My debut novel Falling tells the story of Flight 416, a plane headed to New York from Los Angeles. What the passengers onboard this flight don’t know is that just before takeoff, their pilot’s family was kidnapped. He has been told that he if he doesn’t crash the plane – they will die. The story then follows the valiant attempts by the crew and passengers in the air to the FBI and family on the ground in their attempts to do the impossible.
Flying is one of mankind’s greatest accomplishments – and greatest sources of curiosity and intrigue. My book Falling is a non-stop, page-turning thriller full of twists and turns. But what I love most about stories set in the world of aviation, is that there is no shortage of angles from which to view it. Below, I’ve assembled a handful of my favorites from the genre.
Flight 232 by Laurence Gonzales
This stunning work of non-fiction reconstructs the story of United Flight 232, the DC-10 that suffered complete hydraulic failure and crash landed in Sioux City, Iowa in 1989. Miraculously, 184 of the 296 passengers onboard survived. Gonzales weaves timelines with ease and explains one of the greatest triumphs and failures in aviation history through impeccable detail in a way that is at once respectful while reading like a thriller.
Airframe by Michael Crichton
The king of the ‘90’s white-knuckler takes on aviation with his iconic techno-thriller style. Fingers are pointed after a major safety incident onboard a wide-body commercial aircraft results in multiple fatalities. Short chapters, clear descriptions, and alternating viewpoints make an immensely enjoyable read where dense aerospace engineering concepts are easy to grasp.

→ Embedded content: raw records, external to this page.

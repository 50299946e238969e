//! Per-request localization: free functions and the [`I18n`] extractor

use crate::middleware::I18nState;
use axum::extract::FromRequestParts;
use axum::http::request::Parts;
use axum::http::StatusCode;
use axum::response::{IntoResponse, Response};
use polyglot_i18n::{LocalizeError, Localizer, MessageRequest};
use std::fmt;
use std::sync::Arc;
use tracing::warn;

/// Localize a message for the request described by `parts`.
///
/// Fails with [`LocalizeError::MissingConfig`] when the request did not pass
/// through [`I18nLayer`](crate::I18nLayer).
pub fn localize(
    parts: &Parts,
    request: impl Into<MessageRequest>,
) -> Result<String, LocalizeError> {
    let state = parts
        .extensions
        .get::<Arc<I18nState>>()
        .ok_or(LocalizeError::MissingConfig)?;
    state.localize(Some(parts), &request.into())
}

/// Like [`localize`], but panics on error.
///
/// # Panics
///
/// Panics with the localization error. Pair with a panic-catching layer so
/// the panic only fails the current request.
pub fn must_localize(parts: &Parts, request: impl Into<MessageRequest>) -> String {
    match localize(parts, request) {
        Ok(message) => message,
        Err(err) => panic!("{err}"),
    }
}

/// Extractor giving handlers the localizer of the request's language.
///
/// ```ignore
/// async fn welcome(i18n: I18n) -> Result<String, LocalizeRejection> {
///     Ok(i18n.localize("welcome")?)
/// }
/// ```
#[derive(Clone)]
pub struct I18n {
    state: Arc<I18nState>,
    language: String,
}

impl I18n {
    /// Language tag resolved for this request
    pub fn language(&self) -> &str {
        &self.language
    }

    /// Localizer used for this request
    pub fn localizer(&self) -> &Localizer {
        self.state.localizer(&self.language)
    }

    pub fn localize(&self, request: impl Into<MessageRequest>) -> Result<String, LocalizeError> {
        self.localizer().localize(&request.into())
    }

    /// # Panics
    ///
    /// Panics with the localization error.
    pub fn must_localize(&self, request: impl Into<MessageRequest>) -> String {
        match self.localize(request) {
            Ok(message) => message,
            Err(err) => panic!("{err}"),
        }
    }
}

impl fmt::Debug for I18n {
    fn fmt(&self, f: &mut fmt::Formatter<'_>) -> fmt::Result {
        f.debug_struct("I18n")
            .field("language", &self.language)
            .finish_non_exhaustive()
    }
}

impl<S> FromRequestParts<S> for I18n
where
    S: Send + Sync,
{
    type Rejection = LocalizeRejection;

    async fn from_request_parts(parts: &mut Parts, _state: &S) -> Result<Self, Self::Rejection> {
        let state = parts
            .extensions
            .get::<Arc<I18nState>>()
            .cloned()
            .ok_or(LocalizeError::MissingConfig)?;
        let language = state.resolve_language(Some(parts));
        Ok(Self { state, language })
    }
}

/// A [`LocalizeError`] answered as `500 Internal Server Error` with the error text
#[derive(Debug)]
pub struct LocalizeRejection(pub LocalizeError);

impl From<LocalizeError> for LocalizeRejection {
    fn from(err: LocalizeError) -> Self {
        Self(err)
    }
}

impl fmt::Display for LocalizeRejection {
    fn fmt(&self, f: &mut fmt::Formatter<'_>) -> fmt::Result {
        self.0.fmt(f)
    }
}

impl std::error::Error for LocalizeRejection {
    fn source(&self) -> Option<&(dyn std::error::Error + 'static)> {
        Some(&self.0)
    }
}

impl IntoResponse for LocalizeRejection {
    fn into_response(self) -> Response {
        warn!("Localization failed: {}", self.0);
        (StatusCode::INTERNAL_SERVER_ERROR, self.0.to_string()).into_response()
    }
}

#[cfg(test)]
mod tests {
    use super::*;
    use crate::{Config, I18nLayer};
    use axum::http::Request;
    use polyglot_i18n::locale::english;
    use polyglot_i18n::localize_config;
    use std::io;
    use std::path::Path;

    fn layer() -> I18nLayer {
        let loader = |path: &Path| -> io::Result<Vec<u8>> {
            if path.ends_with("zh.yaml") {
                Ok("welcomeWithName: \"你好 { $name }\"\n".as_bytes().to_vec())
            } else {
                Ok(b"welcomeWithName: \"hello { $name }\"\n".to_vec())
            }
        };
        I18nLayer::new(Config::new().with_loader(loader))
    }

    fn parts_with_state(uri: &str) -> Parts {
        let (mut parts, _) = Request::builder().uri(uri).body(()).unwrap().into_parts();
        parts.extensions.insert(layer().state().clone());
        parts
    }

    #[test]
    fn test_localize_uses_request_language() {
        let parts = parts_with_state("/?lang=zh");
        let message = localize(&parts, localize_config!("welcomeWithName", "name" => "alex"));
        assert_eq!(message.unwrap(), "你好 alex");
    }

    #[test]
    fn test_localize_without_middleware() {
        let (parts, _) = Request::new(()).into_parts();
        let err = localize(&parts, "welcome").unwrap_err();
        assert!(matches!(err, LocalizeError::MissingConfig));
    }

    #[test]
    #[should_panic(expected = r#"message "welcome?" not found in language "zh""#)]
    fn test_must_localize_panics() {
        let parts = parts_with_state("/?lang=zh");
        must_localize(&parts, "welcome?");
    }

    #[tokio::test]
    async fn test_extractor() {
        let mut parts = parts_with_state("/");
        let i18n = I18n::from_request_parts(&mut parts, &()).await.unwrap();

        assert_eq!(i18n.language(), "en");
        assert_eq!(i18n.localizer().language(), &english());
        assert_eq!(
            i18n.must_localize(localize_config!("welcomeWithName", "name" => "bob")),
            "hello bob"
        );
    }

    #[tokio::test]
    async fn test_extractor_rejection() {
        let (mut parts, _) = Request::new(()).into_parts();
        let rejection = I18n::from_request_parts(&mut parts, &()).await.unwrap_err();
        let response = rejection.into_response();
        assert_eq!(response.status(), StatusCode::INTERNAL_SERVER_ERROR);
    }
}
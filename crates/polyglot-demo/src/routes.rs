//! HTTP routes of the demo server

use axum::extract::{Path, Request};
use axum::routing::get;
use axum::Router;
use polyglot_axum::{localize, localize_config, I18n, I18nLayer, LocalizeRejection};
use tower_http::catch_panic::CatchPanicLayer;
use tower_http::trace::TraceLayer;

/// Build the application router
pub fn router(i18n: I18nLayer) -> Router {
    Router::new()
        .route("/", get(welcome))
        .route("/{name}", get(welcome_with_name))
        .layer(i18n)
        .layer(TraceLayer::new_for_http())
        .layer(CatchPanicLayer::new())
}

async fn welcome(req: Request) -> Result<String, LocalizeRejection> {
    let (parts, _) = req.into_parts();
    Ok(localize(&parts, "welcome")?)
}

async fn welcome_with_name(Path(name): Path<String>, i18n: I18n) -> String {
    i18n.must_localize(localize_config!("welcomeWithName", "name" => name))
}
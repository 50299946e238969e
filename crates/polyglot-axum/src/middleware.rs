//! Middleware that loads the message bundle once and attaches it to every request

use crate::config::{Config, ResolvedConfig};
use axum::http::request::Parts;
use axum::http::Request;
use polyglot_i18n::locale::bundle_file_path;
use polyglot_i18n::{
    BundleError, LanguageIdentifier, LocalizeError, Localizer, MessageBundle, MessageRequest,
};
use std::collections::HashMap;
use std::sync::Arc;
use std::task::{Context, Poll};
use tower::{Layer, Service};
use tracing::{debug, info};

/// Bundle and localizers shared by all requests.
///
/// Built once by [`I18nLayer`] and read-only afterwards.
pub struct I18nState {
    config: ResolvedConfig,
    bundle: Arc<MessageBundle>,
    localizers: HashMap<String, Localizer>,
    default_localizer: Localizer,
}

impl I18nState {
    /// Load every accepted language's bundle file and build the localizers
    pub fn build(config: Config) -> Result<Self, BundleError> {
        let config = config.resolve();

        let mut bundle = MessageBundle::new(config.default_language.clone());
        bundle.register_unmarshal_fn(
            config.format_bundle_file.clone(),
            config.unmarshal_fn.clone(),
        );

        let mut message_count = 0;
        for language in &config.accept_languages {
            let path = bundle_file_path(&config.root_path, language, &config.format_bundle_file);
            message_count += bundle.load_message_file(config.loader.as_ref(), &path)?;
        }

        info!(
            "Loaded {} messages for {} languages from {:?}",
            message_count,
            config.accept_languages.len(),
            config.root_path
        );

        let bundle = Arc::new(bundle);

        let mut localizers = HashMap::new();
        for language in &config.accept_languages {
            localizers.insert(
                language.to_string(),
                Localizer::new(bundle.clone(), language.clone()),
            );
        }

        let default_localizer = localizers
            .entry(config.default_language.to_string())
            .or_insert_with(|| Localizer::new(bundle.clone(), config.default_language.clone()))
            .clone();

        Ok(Self {
            config,
            bundle,
            localizers,
            default_localizer,
        })
    }

    pub fn config(&self) -> &ResolvedConfig {
        &self.config
    }

    pub fn bundle(&self) -> &Arc<MessageBundle> {
        &self.bundle
    }

    pub fn default_language(&self) -> &LanguageIdentifier {
        &self.config.default_language
    }

    /// Language tags that have a localizer
    pub fn languages(&self) -> Vec<&str> {
        let mut languages: Vec<_> = self.localizers.keys().map(String::as_str).collect();
        languages.sort_unstable();
        languages
    }

    /// Run the language handler for a request
    pub fn resolve_language(&self, parts: Option<&Parts>) -> String {
        (self.config.lang_handler)(parts, &self.config.default_language.to_string())
    }

    /// Localizer for a language tag, or the default language's localizer.
    ///
    /// Tags are matched as given first, then in canonical form, so `zh-hans`
    /// finds the `zh-Hans` localizer.
    pub fn localizer(&self, language: &str) -> &Localizer {
        if let Some(localizer) = self.localizers.get(language) {
            return localizer;
        }

        language
            .parse::<LanguageIdentifier>()
            .ok()
            .and_then(|canonical| self.localizers.get(&canonical.to_string()))
            .unwrap_or_else(|| {
                debug!(
                    "No localizer for '{}', using default language {}",
                    language, self.config.default_language
                );
                &self.default_localizer
            })
    }

    /// Localize a message for the request described by `parts`
    pub fn localize(
        &self,
        parts: Option<&Parts>,
        request: &MessageRequest,
    ) -> Result<String, LocalizeError> {
        let language = self.resolve_language(parts);
        self.localizer(&language).localize(request)
    }
}

impl std::fmt::Debug for I18nState {
    fn fmt(&self, f: &mut std::fmt::Formatter<'_>) -> std::fmt::Result {
        f.debug_struct("I18nState")
            .field("config", &self.config)
            .field("languages", &self.languages())
            .finish()
    }
}

/// Layer attaching the shared [`I18nState`] to each request's extensions
#[derive(Clone, Debug)]
pub struct I18nLayer {
    state: Arc<I18nState>,
}

impl I18nLayer {
    /// Build the layer, returning any bundle loading error
    pub fn try_new(config: Config) -> Result<Self, BundleError> {
        Ok(Self {
            state: Arc::new(I18nState::build(config)?),
        })
    }

    /// Build the layer, panicking if a bundle file cannot be loaded.
    ///
    /// # Panics
    ///
    /// Panics when any accepted language's bundle file fails to load or parse.
    pub fn new(config: Config) -> Self {
        match Self::try_new(config) {
            Ok(layer) => layer,
            Err(err) => panic!("failed to initialize i18n middleware: {err}"),
        }
    }

    /// Build the layer from [`Config::default`], panicking on load errors
    pub fn with_defaults() -> Self {
        Self::new(Config::default())
    }

    /// Wrap an already built state
    pub fn from_state(state: Arc<I18nState>) -> Self {
        Self { state }
    }

    pub fn state(&self) -> &Arc<I18nState> {
        &self.state
    }
}

impl<S> Layer<S> for I18nLayer {
    type Service = I18nService<S>;

    fn layer(&self, inner: S) -> Self::Service {
        I18nService {
            inner,
            state: self.state.clone(),
        }
    }
}

/// Service produced by [`I18nLayer`]
#[derive(Clone, Debug)]
pub struct I18nService<S> {
    inner: S,
    state: Arc<I18nState>,
}

impl<S, B> Service<Request<B>> for I18nService<S>
where
    S: Service<Request<B>>,
{
    type Response = S::Response;
    type Error = S::Error;
    type Future = S::Future;

    fn poll_ready(&mut self, cx: &mut Context<'_>) -> Poll<Result<(), Self::Error>> {
        self.inner.poll_ready(cx)
    }

    fn call(&mut self, mut req: Request<B>) -> Self::Future {
        req.extensions_mut().insert(self.state.clone());
        self.inner.call(req)
    }
}
//! Settings file loading and validation for Polyglot

pub mod loader;
pub mod settings;
pub mod validation;

pub use loader::{ConfigError, ConfigLoader};
pub use settings::{I18nSettings, LoggingSettings, ServerSettings, Settings};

Skyfaring by Mark Vanhoenacker
Written by a 747 pilot, this book is a stunning meditation on the art of flying. Vanhoenacker’s musings on piloting are a poetic and metaphysical approach to a world most often seen through an analytical and logic-based lens. This is a right-brain take on a left-brain world and it will leave you desperate to board a flight so as to reexperience that world through his eyes.
The Flight Attendant by Chris Bohjalian
This New York Times bestseller (which has since been turned into a smash-hit TV show on HBO) is a deep-dive into the more salacious aspects of being a flight attendant. As a former flight attendant, I’d say this book is far more fiction than reality – but it sure is a helluva lot of fun.
In the Unlikely Event by July Blume
Best-selling author Blume gives an interesting angle on aircraft accidents: the witnesses and survivors on the ground. Set in Elizabeth, New Jersey in the 1950s, it’s the story of a community reckoning with the aftermath of multiple plane crashes and the way the tragedies intertwine the lives of family, friends, and strangers.